J’ai rencontré Claude Marcotte qui, avec Andrew Lutfy et Nicolas Désourdy, est à la tête de ce projet qui avait à l’origine une vocation purement commerciale et qui prendra vie à la jonction des autoroutes 15 et 40. Sur un toit offrant une vue imprenable sur le site, il m’a décrit ce qu’était Royalmount et ce qu’il est devenu.

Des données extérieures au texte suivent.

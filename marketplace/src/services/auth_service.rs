// marketplace/src/services/auth_service.rs

//! Password hashing and reset-token generation.

use crate::errors::AppError;
use argon2::{
  password_hash::{rand_core::OsRng, PasswordHash, PasswordHasher, PasswordVerifier, SaltString},
  Argon2,
};
use rand_core::RngCore;
use std::fmt::Write as _;
use tracing::{debug, error, instrument};

/// Number of random bytes in a password reset token (hex-encoded to twice as many chars).
pub const RESET_TOKEN_BYTES: usize = 20;

/// Hashes a plain-text password using Argon2 with a fresh random salt.
#[instrument(name = "auth_service::hash_password", skip(password), err(Display))]
pub fn hash_password(password: &str) -> Result<String, AppError> {
  if password.is_empty() {
    return Err(AppError::field("password", "password is required"));
  }

  let salt = SaltString::generate(&mut OsRng);
  match Argon2::default().hash_password(password.as_bytes(), &salt) {
    Ok(hash) => {
      debug!("Password hashed successfully.");
      Ok(hash.to_string())
    }
    Err(argon_err) => {
      error!(error = %argon_err, "Argon2 password hashing failed.");
      Err(AppError::Internal(format!("Password hashing process failed: {}", argon_err)))
    }
  }
}

/// Verifies a plain-text password against a stored Argon2 hash.
///
/// Returns `Ok(false)` on a mismatch; an unparsable stored hash is an internal error.
#[instrument(name = "auth_service::verify_password", skip_all, err(Display))]
pub fn verify_password(stored_hash: &str, provided_password: &str) -> Result<bool, AppError> {
  let parsed_hash = PasswordHash::new(stored_hash).map_err(|parse_err| {
    error!(error = %parse_err, "Failed to parse stored password hash string.");
    AppError::Internal(format!("Invalid stored password hash format: {}", parse_err))
  })?;

  match Argon2::default().verify_password(provided_password.as_bytes(), &parsed_hash) {
    Ok(()) => Ok(true),
    Err(argon2::password_hash::Error::Password) => Ok(false),
    Err(other) => {
      error!(error = %other, "Argon2 password verification process encountered an error.");
      Err(AppError::Internal(format!("Password verification process failed: {}", other)))
    }
  }
}

/// Generates a random, hex-encoded password reset token.
pub fn generate_reset_token() -> String {
  let mut bytes = [0u8; RESET_TOKEN_BYTES];
  rand_core::OsRng.fill_bytes(&mut bytes);
  bytes.iter().fold(String::with_capacity(RESET_TOKEN_BYTES * 2), |mut out, b| {
    let _ = write!(out, "{:02x}", b);
    out
  })
}

#[cfg(test)]
mod tests {
  use super::*;

  #[test]
  fn hash_then_verify() {
    let hash = hash_password("correct horse").unwrap();
    assert!(verify_password(&hash, "correct horse").unwrap());
    assert!(!verify_password(&hash, "battery staple").unwrap());
  }

  #[test]
  fn empty_password_is_a_validation_error() {
    assert!(matches!(hash_password(""), Err(AppError::Validation(_))));
  }

  #[test]
  fn garbage_hash_is_internal() {
    assert!(matches!(verify_password("not-a-hash", "x"), Err(AppError::Internal(_))));
  }

  #[test]
  fn reset_tokens_are_hex_and_distinct() {
    let a = generate_reset_token();
    let b = generate_reset_token();
    assert_eq!(a.len(), RESET_TOKEN_BYTES * 2);
    assert!(a.chars().all(|c| c.is_ascii_hexdigit()));
    assert_ne!(a, b);
  }
}
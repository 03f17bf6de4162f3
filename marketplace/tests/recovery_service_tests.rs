// tests/recovery_service_tests.rs
mod common;
use chrono::{Duration, Utc};
use common::*;
use marketplace::db::UserStore;
use marketplace::errors::AppError;
use marketplace::services::auth_service::verify_password;
use marketplace::services::mailer::LogMailer;

#[tokio::test]
async fn forgot_password_stores_token_and_mails_link() {
  let fx = Fixture::new().await;
  let user = fx.user("ada@example.com").await;

  fx.recovery_service().forgot_password(Some("ada@example.com")).await.unwrap();

  let stored = fx.store.find_user_by_email("ada@example.com").await.unwrap().unwrap();
  let token = stored.password_reset_token.clone().expect("token stored");
  assert!(stored.password_reset_expires_at.unwrap() > Utc::now());

  let sent = fx.mailer.sent();
  assert_eq!(sent.len(), 1);
  assert_eq!(sent[0].to, user.email);
  assert_eq!(sent[0].from, "noreply@example.com");
  assert!(sent[0].text_body.contains(&format!("http://shop.test/reset-password/{}", token)));
}

#[tokio::test]
async fn forgot_password_validates_and_reports_unknown_users() {
  let fx = Fixture::new().await;
  let service = fx.recovery_service();

  assert!(matches!(service.forgot_password(None).await, Err(AppError::Validation(_))));
  assert!(matches!(service.forgot_password(Some("  ")).await, Err(AppError::Validation(_))));
  assert!(matches!(
    service.forgot_password(Some("nobody@example.com")).await,
    Err(AppError::NotFound(_))
  ));
  assert!(fx.mailer.sent().is_empty());
}

#[tokio::test]
async fn mailer_failure_is_a_delivery_error() {
  let fx = Fixture::with_mailer(LogMailer::failing()).await;
  fx.user("ada@example.com").await;

  let err = fx
    .recovery_service()
    .forgot_password(Some("ada@example.com"))
    .await
    .unwrap_err();
  assert!(matches!(err, AppError::Delivery(_)));
}

#[tokio::test]
async fn reset_with_issued_token_changes_password_and_clears_token() {
  let fx = Fixture::new().await;
  let user = fx.user("ada@example.com").await;
  let service = fx.recovery_service();
  service.forgot_password(Some("ada@example.com")).await.unwrap();
  let token = fx
    .store
    .find_user_by_email("ada@example.com")
    .await
    .unwrap()
    .and_then(|u| u.password_reset_token)
    .unwrap();

  service
    .reset_password(Some("ada@example.com"), Some(&token), Some("brand-new-secret"))
    .await
    .unwrap();

  let updated = fx.store.find_user_by_email("ada@example.com").await.unwrap().unwrap();
  assert_ne!(updated.password_hash, user.password_hash);
  assert!(verify_password(&updated.password_hash, "brand-new-secret").unwrap());
  assert!(updated.password_reset_token.is_none());
  assert!(updated.password_reset_expires_at.is_none());

  // The token is single-use.
  let err = service
    .reset_password(Some("ada@example.com"), Some(&token), Some("another-secret"))
    .await
    .unwrap_err();
  assert!(matches!(err, AppError::Unauthorized(_)));
}

#[tokio::test]
async fn wrong_token_is_unauthorized() {
  let fx = Fixture::new().await;
  fx.user("ada@example.com").await;
  let service = fx.recovery_service();
  service.forgot_password(Some("ada@example.com")).await.unwrap();

  let err = service
    .reset_password(Some("ada@example.com"), Some("deadbeef"), Some("brand-new-secret"))
    .await
    .unwrap_err();
  assert!(matches!(err, AppError::Unauthorized(_)));
}

#[tokio::test]
async fn expired_token_is_unauthorized() {
  let fx = Fixture::new().await;
  let user = fx.user("ada@example.com").await;
  fx.store
    .set_password_reset_token(user.id, "cafebabe", Utc::now() - Duration::minutes(1))
    .await
    .unwrap();

  let err = fx
    .recovery_service()
    .reset_password(Some("ada@example.com"), Some("cafebabe"), Some("brand-new-secret"))
    .await
    .unwrap_err();
  assert!(matches!(err, AppError::Unauthorized(_)));
}

#[tokio::test]
async fn short_or_missing_password_is_a_validation_error() {
  let fx = Fixture::new().await;
  let service = fx.recovery_service();

  let err = service
    .reset_password(Some("ada@example.com"), Some("token"), Some("short"))
    .await
    .unwrap_err();
  assert!(matches!(err, AppError::Validation(ref e) if e.get("password").is_some()));

  let err = service
    .reset_password(Some("ada@example.com"), Some("token"), None)
    .await
    .unwrap_err();
  assert!(matches!(err, AppError::Validation(_)));
}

PHOTO ROBERT SKINNER, LA PRESSE

Claude Marcotte, vice-président exécutif de Carbonleo, promoteur du projet Royalmount

Découvrant les premières maquettes, les maires de l’agglomération, la mairesse Valérie Plante en tête, de même que le gouvernement provincial ont brandi un drapeau jaune. Au début de 2019, la Commission sur le développement économique et urbain a recommandé que le projet soit suspendu et que les concepteurs retournent faire leurs devoirs.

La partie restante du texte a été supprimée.